* Exercise objective:
Which lines in the data below contain the word "TransferResult"? Return each of them.

(Saved entries)
_ _ _ _
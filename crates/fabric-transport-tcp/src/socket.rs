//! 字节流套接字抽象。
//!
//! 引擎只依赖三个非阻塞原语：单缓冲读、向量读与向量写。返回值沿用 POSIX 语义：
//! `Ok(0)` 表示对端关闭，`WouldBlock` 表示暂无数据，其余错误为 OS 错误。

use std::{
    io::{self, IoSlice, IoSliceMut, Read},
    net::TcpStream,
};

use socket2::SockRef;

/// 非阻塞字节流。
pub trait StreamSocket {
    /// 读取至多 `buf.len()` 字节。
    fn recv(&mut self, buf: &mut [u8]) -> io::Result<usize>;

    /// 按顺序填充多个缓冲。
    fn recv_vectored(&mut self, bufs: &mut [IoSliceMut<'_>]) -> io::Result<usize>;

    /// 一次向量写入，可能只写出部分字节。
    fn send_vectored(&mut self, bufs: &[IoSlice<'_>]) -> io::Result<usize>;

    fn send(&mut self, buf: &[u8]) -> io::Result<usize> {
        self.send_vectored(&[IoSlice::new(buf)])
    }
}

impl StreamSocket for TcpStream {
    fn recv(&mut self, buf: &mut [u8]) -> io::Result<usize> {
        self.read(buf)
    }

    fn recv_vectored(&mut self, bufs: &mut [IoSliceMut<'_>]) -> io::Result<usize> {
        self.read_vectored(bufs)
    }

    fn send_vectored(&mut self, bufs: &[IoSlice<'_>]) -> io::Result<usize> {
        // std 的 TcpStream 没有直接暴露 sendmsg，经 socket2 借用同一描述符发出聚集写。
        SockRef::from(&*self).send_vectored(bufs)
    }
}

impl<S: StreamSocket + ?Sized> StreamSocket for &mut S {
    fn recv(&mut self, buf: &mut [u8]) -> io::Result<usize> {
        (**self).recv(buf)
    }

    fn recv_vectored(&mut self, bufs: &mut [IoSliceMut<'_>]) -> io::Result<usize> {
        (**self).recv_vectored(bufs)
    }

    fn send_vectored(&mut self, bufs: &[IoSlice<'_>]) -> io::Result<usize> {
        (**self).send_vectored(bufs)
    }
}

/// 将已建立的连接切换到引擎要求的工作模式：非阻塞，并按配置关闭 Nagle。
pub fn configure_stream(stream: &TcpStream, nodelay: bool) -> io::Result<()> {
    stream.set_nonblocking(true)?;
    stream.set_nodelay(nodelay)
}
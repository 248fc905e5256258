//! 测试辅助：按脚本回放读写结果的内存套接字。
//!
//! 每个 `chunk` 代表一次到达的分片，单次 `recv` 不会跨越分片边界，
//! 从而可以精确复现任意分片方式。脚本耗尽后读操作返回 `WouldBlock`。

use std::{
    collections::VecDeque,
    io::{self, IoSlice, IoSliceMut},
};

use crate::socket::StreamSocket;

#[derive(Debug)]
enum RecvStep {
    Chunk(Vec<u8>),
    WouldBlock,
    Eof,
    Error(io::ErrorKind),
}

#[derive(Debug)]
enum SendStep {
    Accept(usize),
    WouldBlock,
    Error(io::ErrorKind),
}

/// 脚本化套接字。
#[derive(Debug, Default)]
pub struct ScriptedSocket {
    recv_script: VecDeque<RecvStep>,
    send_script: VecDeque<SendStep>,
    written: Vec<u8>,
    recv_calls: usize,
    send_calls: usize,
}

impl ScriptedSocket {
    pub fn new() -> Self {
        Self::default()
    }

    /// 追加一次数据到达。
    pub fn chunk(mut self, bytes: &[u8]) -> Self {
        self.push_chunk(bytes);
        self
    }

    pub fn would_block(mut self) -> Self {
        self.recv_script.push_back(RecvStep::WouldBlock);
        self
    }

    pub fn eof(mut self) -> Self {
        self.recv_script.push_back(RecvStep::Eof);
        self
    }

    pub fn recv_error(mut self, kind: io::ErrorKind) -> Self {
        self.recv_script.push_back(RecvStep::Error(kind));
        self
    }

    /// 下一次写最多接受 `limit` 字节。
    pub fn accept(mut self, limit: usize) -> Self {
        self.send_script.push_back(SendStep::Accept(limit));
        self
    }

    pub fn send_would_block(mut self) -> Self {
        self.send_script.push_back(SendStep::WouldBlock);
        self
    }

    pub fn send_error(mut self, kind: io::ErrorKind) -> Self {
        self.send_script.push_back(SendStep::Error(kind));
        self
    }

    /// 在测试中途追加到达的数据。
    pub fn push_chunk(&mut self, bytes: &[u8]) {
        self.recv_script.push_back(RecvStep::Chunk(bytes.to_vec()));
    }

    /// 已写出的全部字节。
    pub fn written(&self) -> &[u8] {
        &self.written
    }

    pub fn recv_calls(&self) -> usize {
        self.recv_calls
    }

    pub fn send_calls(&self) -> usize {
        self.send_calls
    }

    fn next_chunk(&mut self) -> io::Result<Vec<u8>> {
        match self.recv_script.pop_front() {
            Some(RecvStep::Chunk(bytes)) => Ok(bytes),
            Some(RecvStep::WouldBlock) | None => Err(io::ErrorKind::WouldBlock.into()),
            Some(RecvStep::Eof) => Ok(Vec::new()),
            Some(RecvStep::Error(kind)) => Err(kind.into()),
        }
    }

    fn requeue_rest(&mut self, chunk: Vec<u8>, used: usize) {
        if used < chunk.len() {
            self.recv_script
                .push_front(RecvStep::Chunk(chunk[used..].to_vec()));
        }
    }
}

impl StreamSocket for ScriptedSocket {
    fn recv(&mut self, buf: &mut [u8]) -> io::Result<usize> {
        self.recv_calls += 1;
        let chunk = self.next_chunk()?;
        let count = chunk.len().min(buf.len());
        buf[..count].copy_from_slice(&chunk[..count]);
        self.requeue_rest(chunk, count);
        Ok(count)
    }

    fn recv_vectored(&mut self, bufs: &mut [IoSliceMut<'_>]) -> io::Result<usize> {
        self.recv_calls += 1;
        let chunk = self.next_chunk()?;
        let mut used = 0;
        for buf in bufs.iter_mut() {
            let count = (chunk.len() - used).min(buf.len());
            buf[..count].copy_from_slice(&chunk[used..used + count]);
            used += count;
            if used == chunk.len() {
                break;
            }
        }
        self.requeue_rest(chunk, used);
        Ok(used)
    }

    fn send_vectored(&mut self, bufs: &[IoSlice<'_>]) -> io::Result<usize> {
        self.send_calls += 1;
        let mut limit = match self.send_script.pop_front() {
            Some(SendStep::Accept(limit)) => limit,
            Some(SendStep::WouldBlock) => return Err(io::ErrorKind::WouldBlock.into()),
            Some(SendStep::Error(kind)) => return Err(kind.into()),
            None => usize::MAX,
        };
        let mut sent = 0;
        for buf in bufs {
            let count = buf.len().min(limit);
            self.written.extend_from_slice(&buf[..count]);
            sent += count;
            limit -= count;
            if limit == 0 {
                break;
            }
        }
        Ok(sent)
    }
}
_ _ _ _
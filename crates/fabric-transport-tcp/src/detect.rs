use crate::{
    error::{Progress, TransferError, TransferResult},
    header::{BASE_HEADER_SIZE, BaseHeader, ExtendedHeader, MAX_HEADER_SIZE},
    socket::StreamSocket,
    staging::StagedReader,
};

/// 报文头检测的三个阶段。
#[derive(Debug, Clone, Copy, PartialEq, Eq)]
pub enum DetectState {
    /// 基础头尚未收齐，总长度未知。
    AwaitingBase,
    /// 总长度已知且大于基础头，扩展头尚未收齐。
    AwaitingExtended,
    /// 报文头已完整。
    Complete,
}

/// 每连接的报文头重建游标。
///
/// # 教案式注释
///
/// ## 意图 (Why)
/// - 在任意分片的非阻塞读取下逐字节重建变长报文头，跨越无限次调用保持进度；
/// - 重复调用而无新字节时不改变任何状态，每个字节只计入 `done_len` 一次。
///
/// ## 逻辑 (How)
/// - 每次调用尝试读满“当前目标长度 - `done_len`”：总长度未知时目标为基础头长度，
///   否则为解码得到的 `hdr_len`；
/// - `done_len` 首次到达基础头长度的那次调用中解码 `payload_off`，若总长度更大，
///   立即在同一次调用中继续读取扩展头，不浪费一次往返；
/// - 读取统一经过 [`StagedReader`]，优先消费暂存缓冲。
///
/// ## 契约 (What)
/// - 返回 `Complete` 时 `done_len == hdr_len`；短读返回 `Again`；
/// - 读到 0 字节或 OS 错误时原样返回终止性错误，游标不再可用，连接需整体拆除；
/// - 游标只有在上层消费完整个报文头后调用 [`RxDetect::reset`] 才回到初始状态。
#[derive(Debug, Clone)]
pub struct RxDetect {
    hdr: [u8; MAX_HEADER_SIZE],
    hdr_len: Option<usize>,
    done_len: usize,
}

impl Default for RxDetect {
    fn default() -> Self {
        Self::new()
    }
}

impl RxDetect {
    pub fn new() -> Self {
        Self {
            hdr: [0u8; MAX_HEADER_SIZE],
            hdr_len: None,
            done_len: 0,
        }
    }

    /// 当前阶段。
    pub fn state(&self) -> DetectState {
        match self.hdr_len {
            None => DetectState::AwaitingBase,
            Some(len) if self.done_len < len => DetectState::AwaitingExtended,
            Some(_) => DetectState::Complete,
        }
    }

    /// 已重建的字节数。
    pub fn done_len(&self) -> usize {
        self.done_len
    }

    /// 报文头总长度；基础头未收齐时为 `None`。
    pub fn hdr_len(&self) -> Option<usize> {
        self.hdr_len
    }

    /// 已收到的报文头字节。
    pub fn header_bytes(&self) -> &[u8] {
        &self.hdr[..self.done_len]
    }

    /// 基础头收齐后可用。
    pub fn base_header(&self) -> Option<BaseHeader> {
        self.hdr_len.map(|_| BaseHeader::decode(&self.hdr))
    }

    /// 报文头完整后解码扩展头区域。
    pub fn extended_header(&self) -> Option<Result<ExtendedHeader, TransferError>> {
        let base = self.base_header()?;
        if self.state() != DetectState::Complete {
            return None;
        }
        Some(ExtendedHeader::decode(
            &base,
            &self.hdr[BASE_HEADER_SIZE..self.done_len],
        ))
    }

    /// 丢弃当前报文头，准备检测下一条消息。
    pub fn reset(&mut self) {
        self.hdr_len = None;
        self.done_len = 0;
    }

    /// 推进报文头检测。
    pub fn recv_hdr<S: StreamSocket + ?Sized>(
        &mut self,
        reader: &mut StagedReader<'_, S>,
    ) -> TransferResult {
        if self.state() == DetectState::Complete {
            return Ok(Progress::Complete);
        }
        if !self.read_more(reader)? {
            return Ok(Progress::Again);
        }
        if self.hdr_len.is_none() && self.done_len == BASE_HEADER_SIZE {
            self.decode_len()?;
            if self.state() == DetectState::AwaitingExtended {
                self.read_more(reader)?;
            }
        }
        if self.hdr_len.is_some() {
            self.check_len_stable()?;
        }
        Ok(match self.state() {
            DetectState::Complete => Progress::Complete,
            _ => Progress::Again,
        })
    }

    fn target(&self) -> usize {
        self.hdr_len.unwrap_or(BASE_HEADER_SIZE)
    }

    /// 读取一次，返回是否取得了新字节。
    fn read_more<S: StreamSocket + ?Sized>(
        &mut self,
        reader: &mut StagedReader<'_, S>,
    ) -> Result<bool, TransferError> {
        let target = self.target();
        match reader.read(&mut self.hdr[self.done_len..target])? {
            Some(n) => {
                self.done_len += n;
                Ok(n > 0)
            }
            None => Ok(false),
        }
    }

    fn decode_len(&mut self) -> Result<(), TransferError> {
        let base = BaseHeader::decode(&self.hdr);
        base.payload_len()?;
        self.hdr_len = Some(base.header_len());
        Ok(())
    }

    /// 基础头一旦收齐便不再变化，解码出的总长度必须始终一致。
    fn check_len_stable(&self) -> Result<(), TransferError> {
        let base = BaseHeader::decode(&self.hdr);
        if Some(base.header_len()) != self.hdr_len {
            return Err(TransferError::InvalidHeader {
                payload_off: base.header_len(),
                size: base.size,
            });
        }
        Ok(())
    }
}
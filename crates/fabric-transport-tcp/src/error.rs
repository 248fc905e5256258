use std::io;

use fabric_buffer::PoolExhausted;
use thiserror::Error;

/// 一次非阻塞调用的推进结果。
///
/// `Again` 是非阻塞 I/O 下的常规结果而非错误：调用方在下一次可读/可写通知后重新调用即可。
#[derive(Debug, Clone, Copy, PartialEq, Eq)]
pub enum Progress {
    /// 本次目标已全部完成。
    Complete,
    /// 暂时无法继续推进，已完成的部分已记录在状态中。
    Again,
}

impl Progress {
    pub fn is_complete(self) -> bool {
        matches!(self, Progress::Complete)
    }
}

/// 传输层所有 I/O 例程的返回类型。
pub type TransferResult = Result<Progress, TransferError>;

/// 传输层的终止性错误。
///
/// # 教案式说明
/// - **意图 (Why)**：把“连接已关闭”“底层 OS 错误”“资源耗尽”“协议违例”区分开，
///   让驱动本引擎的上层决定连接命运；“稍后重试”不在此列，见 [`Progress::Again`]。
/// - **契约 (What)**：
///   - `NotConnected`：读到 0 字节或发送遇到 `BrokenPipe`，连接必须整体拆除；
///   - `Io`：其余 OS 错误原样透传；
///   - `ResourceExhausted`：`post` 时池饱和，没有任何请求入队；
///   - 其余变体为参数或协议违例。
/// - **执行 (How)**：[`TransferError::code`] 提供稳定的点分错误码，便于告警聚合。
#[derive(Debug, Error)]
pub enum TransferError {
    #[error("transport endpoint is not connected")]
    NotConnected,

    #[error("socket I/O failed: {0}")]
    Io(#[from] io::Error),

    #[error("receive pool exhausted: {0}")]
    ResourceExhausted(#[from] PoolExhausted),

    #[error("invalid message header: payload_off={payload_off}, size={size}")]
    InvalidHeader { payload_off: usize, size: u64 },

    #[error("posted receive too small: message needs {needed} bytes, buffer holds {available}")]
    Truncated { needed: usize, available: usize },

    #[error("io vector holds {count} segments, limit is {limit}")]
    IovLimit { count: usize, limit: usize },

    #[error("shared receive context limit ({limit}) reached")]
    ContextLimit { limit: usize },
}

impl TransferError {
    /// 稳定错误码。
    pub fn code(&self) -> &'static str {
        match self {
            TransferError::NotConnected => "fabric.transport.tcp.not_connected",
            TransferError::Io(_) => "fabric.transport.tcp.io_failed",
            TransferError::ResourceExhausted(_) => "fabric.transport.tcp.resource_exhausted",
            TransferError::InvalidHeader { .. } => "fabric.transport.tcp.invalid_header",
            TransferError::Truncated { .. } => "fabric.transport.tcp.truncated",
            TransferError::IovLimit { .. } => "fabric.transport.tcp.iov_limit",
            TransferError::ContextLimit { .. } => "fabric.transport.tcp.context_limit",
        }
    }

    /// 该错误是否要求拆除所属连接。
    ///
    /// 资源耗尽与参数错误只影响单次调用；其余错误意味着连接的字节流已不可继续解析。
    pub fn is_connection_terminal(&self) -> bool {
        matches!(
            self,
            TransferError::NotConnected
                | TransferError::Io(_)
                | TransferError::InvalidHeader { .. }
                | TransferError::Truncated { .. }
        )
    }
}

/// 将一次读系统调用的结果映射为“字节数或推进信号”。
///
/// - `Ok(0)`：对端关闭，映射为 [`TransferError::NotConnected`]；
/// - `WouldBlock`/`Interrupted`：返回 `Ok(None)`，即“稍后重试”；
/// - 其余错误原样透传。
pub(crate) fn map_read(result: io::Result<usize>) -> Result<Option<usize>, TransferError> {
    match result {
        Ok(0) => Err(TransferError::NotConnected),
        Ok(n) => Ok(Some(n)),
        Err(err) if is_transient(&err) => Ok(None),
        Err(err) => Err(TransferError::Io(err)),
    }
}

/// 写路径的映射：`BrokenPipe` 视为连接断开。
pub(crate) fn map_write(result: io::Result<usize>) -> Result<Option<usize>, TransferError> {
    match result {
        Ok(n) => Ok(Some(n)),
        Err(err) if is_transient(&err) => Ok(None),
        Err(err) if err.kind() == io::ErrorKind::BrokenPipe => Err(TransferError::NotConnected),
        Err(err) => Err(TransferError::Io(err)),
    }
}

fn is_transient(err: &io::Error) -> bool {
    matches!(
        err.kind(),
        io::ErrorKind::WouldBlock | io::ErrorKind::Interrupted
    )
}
_ _ _ _
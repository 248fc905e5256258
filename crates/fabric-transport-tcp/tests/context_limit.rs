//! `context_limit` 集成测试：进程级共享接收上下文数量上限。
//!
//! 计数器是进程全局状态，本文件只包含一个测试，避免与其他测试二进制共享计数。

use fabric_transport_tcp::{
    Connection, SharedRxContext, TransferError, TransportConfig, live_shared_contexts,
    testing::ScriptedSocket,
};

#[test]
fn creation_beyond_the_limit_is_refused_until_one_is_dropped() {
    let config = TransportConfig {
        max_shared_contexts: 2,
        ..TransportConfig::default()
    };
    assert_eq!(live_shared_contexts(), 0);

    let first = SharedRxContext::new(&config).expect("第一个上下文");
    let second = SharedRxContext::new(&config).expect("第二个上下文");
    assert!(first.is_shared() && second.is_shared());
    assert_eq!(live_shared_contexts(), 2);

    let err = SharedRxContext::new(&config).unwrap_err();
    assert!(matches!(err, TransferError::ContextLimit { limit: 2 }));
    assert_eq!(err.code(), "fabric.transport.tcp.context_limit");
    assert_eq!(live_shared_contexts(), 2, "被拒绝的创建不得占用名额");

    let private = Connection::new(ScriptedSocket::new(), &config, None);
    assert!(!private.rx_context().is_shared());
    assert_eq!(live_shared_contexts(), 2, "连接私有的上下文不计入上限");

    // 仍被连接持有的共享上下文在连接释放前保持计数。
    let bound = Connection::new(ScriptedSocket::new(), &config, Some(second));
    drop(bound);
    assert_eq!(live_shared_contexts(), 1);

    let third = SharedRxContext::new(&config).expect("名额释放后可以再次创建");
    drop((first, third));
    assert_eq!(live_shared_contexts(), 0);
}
_ _ _ _
* Exercise answer:
    error::{Progress, TransferError, TransferResult},
    ) -> TransferResult {
pub type TransferResult = Result<Progress, TransferError>;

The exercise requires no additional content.